An example of a mesoporous silica nanosphere (MSN). The mesoporous structure is illustrated by the hexagonally packed light-colored dots. Credit: Victor Lin. Click to enlarge.

Researchers at the US Department of Energy’s Ames Laboratory and Iowa State University have developed a unique method that uses sponge-like mesoporous nanoparticles to harvest biofuel oils from algae without harming the algae. The nanofarming technology promises lower production costs and shorter production cycles.

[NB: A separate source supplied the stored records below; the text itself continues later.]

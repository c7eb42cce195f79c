//! Property-based tests for the universal planner guarantees: determinism,
//! ordering, quantisation, bounds, wire round-trips, resync idempotence,
//! advisor monotonicity and version monotonicity.

use proptest::prelude::*;

use punch_core::catalog::PunchKind;
use punch_core::clash::detect_clashes;
use punch_core::csv::{decode_punches, encode_csv, CsvMeta};
use punch_core::engine::{bolt_resync, LayoutEngine};
use punch_core::layout::Punch;
use punch_core::planner::plan;
use punch_core::profile::{HoleType, KpaRating, ProfileSpec, ProfileVariant, PunchStations};
use punch_core::span_table::advise;

fn variant_strategy() -> impl Strategy<Value = ProfileVariant> {
    prop_oneof![
        Just(ProfileVariant::JoistSingle),
        Just(ProfileVariant::JoistBox),
        Just(ProfileVariant::BearerSingle),
        Just(ProfileVariant::BearerBox),
    ]
}

fn hole_type_strategy() -> impl Strategy<Value = HoleType> {
    prop_oneof![
        Just(HoleType::None),
        Just(HoleType::R50),
        Just(HoleType::R115),
        Just(HoleType::R200),
        Just(HoleType::Oval200x400),
    ]
}

fn rating_strategy() -> impl Strategy<Value = KpaRating> {
    prop_oneof![Just(KpaRating::Kpa2_5), Just(KpaRating::Kpa5_0)]
}

fn spec_strategy() -> impl Strategy<Value = ProfileSpec> {
    let dims = (
        variant_strategy(),
        1000u32..=15000,
        prop_oneof![Just(200u32), Just(250u32), Just(300u32), Just(350u32)],
        400u32..=1200,
        600u32..=2400,
        400u32..=1000,
    );
    let features = (
        hole_type_strategy(),
        any::<bool>(),
        any::<bool>(),
        any::<bool>(),
        proptest::option::of(rating_strategy()),
        proptest::collection::vec(0u32..16000, 0..6),
    );
    (dims, features).prop_map(
        |(
            (variant, length, height, joist_spacing, stub_spacing, hole_spacing),
            (hole_type, stubs_enabled, screens_enabled, joist_box, kpa_rating, stub_positions),
        )| {
            let mut spec = ProfileSpec::new(variant, length);
            spec.profile_height_mm = height;
            spec.joist_spacing_mm = joist_spacing;
            spec.stub_spacing_mm = stub_spacing;
            spec.hole_spacing_mm = hole_spacing;
            spec.hole_type = hole_type;
            spec.stubs_enabled = stubs_enabled;
            spec.screens_enabled = screens_enabled;
            spec.joist_box = joist_box;
            spec.kpa_rating = kpa_rating;
            spec.stub_positions = stub_positions;
            spec
        },
    )
}

fn punch_strategy() -> impl Strategy<Value = Punch> {
    (0usize..8, 0.0f64..16000.0, any::<bool>()).prop_map(|(kind, position, active)| {
        let mut punch = Punch::new(PunchKind::ALL[kind], position);
        punch.active = active;
        punch
    })
}

proptest! {
    #![proptest_config(ProptestConfig::with_cases(256))]

    #[test]
    fn plan_is_deterministic(spec in spec_strategy()) {
        let a = plan(&spec).unwrap();
        let b = plan(&spec).unwrap();
        prop_assert_eq!(a, b);
    }

    #[test]
    fn layouts_sorted_quantised_bounded(spec in spec_strategy()) {
        let layout = plan(&spec).unwrap();
        let lists = [
            &layout.bolt_holes,
            &layout.dimples,
            &layout.web_tabs,
            &layout.service_holes,
            &layout.stubs,
        ];
        for list in lists {
            for pair in list.windows(2) {
                prop_assert!(pair[0].position <= pair[1].position);
            }
            for punch in list {
                let mm = punch.position.as_mm();
                prop_assert!(mm >= 0.0);
                prop_assert!(mm <= spec.length_mm as f64);
                prop_assert_eq!((mm * 2.0).fract(), 0.0);
                prop_assert!(punch.active);
            }
        }
    }

    #[test]
    fn csv_round_trip(spec in spec_strategy(), qty in 1u32..10) {
        let layout = plan(&spec).unwrap();
        let code = if spec.variant.is_bearer() { "B_TEST" } else { "J_TEST" };
        let line = encode_csv(&layout, &CsvMeta::new(code, qty));
        let decoded = decode_punches(&line).unwrap();

        let mut expected: Vec<(String, f64)> = layout
            .active_punches()
            .map(|p| (p.kind.emit_station_name().to_string(), p.position.as_mm()))
            .collect();
        // Stable by position, same tie-break the encoder applies
        expected.sort_by(|a, b| a.1.partial_cmp(&b.1).unwrap());
        prop_assert_eq!(decoded, expected);
    }

    #[test]
    fn bolt_resync_idempotent(spec in spec_strategy()) {
        let mut layout = plan(&spec).unwrap();
        bolt_resync(&mut layout);
        let once = layout.clone();
        bolt_resync(&mut layout);
        prop_assert_eq!(once, layout);
    }

    #[test]
    fn advisor_monotonic_within_variant(
        l1 in 1000.0f64..15000.0,
        l2 in 1000.0f64..15000.0,
        rating in rating_strategy(),
    ) {
        let (lo, hi) = if l1 <= l2 { (l1, l2) } else { (l2, l1) };
        let a = advise(lo, rating);
        let b = advise(hi, rating);
        if a.variant == b.variant {
            prop_assert!(a.joist_spacing_mm >= b.joist_spacing_mm);
        }
    }

    #[test]
    fn manual_lists_preserved(
        spec in spec_strategy(),
        punches in proptest::collection::vec(punch_strategy(), 0..24),
    ) {
        let mut engine = LayoutEngine::new(spec.clone()).unwrap();
        engine.set_manual_punches(punches.clone(), None);
        let layout = engine.calculations();

        let expected = |pred: fn(PunchKind) -> bool| -> Vec<i64> {
            let mut halves: Vec<i64> = punches
                .iter()
                .filter(|p| pred(p.kind))
                .map(|p| p.position.halves())
                .collect();
            halves.sort();
            halves
        };
        let actual = |list: &[Punch]| -> Vec<i64> {
            list.iter().map(|p| p.position.halves()).collect()
        };

        prop_assert_eq!(actual(&layout.dimples), expected(|k| k == PunchKind::Dimple));
        prop_assert_eq!(actual(&layout.web_tabs), expected(|k| k == PunchKind::WebTab));
        prop_assert_eq!(
            actual(&layout.service_holes),
            expected(|k| matches!(
                k,
                PunchKind::SmallServiceHole | PunchKind::MServiceHole | PunchKind::LargeServiceHole
            ))
        );
        prop_assert_eq!(
            actual(&layout.stubs),
            expected(|k| matches!(k, PunchKind::Service | PunchKind::CornerBrackets))
        );
        if spec.variant.is_joist() {
            // No resync on joists: bolts come back exactly as supplied
            prop_assert_eq!(actual(&layout.bolt_holes), expected(|k| k == PunchKind::BoltHole));
        }
    }

    #[test]
    fn version_strictly_monotonic(
        spec in spec_strategy(),
        ops in proptest::collection::vec(0u8..3, 1..12),
    ) {
        let mut engine = LayoutEngine::new(spec.clone()).unwrap();
        let mut last = engine.update_version();
        for op in ops {
            match op {
                0 => {
                    let v = engine.update_calculations(spec.clone()).unwrap();
                    prop_assert!(v > last);
                    last = v;
                }
                1 => {
                    let v = engine.set_manual_punches(Vec::new(), None);
                    prop_assert!(v > last);
                    last = v;
                }
                _ => {
                    let was_manual = engine.is_manual();
                    let v = engine.clear_manual_mode();
                    if was_manual {
                        prop_assert!(v > last);
                        last = v;
                    } else {
                        prop_assert_eq!(v, last);
                    }
                }
            }
        }
    }
}

#[test]
fn canonical_end_bolt_layout_has_zero_clashes() {
    let mut spec = ProfileSpec::new(ProfileVariant::BearerSingle, 5200);
    spec.punch_stations = PunchStations::none().with(PunchKind::BoltHole, true);
    let layout = plan(&spec).unwrap();
    let diagnostics = detect_clashes(&layout, &spec);
    assert!(diagnostics.is_clean(), "{:?}", diagnostics.items);

    let mut spec = ProfileSpec::new(ProfileVariant::JoistSingle, 6000);
    spec.punch_stations = PunchStations::none().with(PunchKind::BoltHole, true);
    let layout = plan(&spec).unwrap();
    let diagnostics = detect_clashes(&layout, &spec);
    assert!(diagnostics.is_clean(), "{:?}", diagnostics.items);
}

Commercialization of this new technology is at the center of a Cooperative Research and Development Agreement (CRADA) between the Ames Laboratory and Catilin, a nanotechnology-based company that specializes in biofuel production (earlier post). The agreement targets development of this novel approach to reduce the cost and energy consumption of the industrial processing of non-food source biofuel feedstock.

The three-year project is being funded with $885,000 from DOE’s Office of Energy Efficiency and Renewable Energy’s Industrial Technology Program as part of the 2008 Nanomanufacturing for Energy Efficiency program, and $216,000 from Catilin and $16,000 from Iowa State University in matching funds.

One of the challenges in creating biofuels from algae is that when you extract the oil from the algae, it kills the organisms, raising production costs. The new “nanofarming” technology promises to safely harvest oil from the algae so the pond-based “crop” can keep on producing.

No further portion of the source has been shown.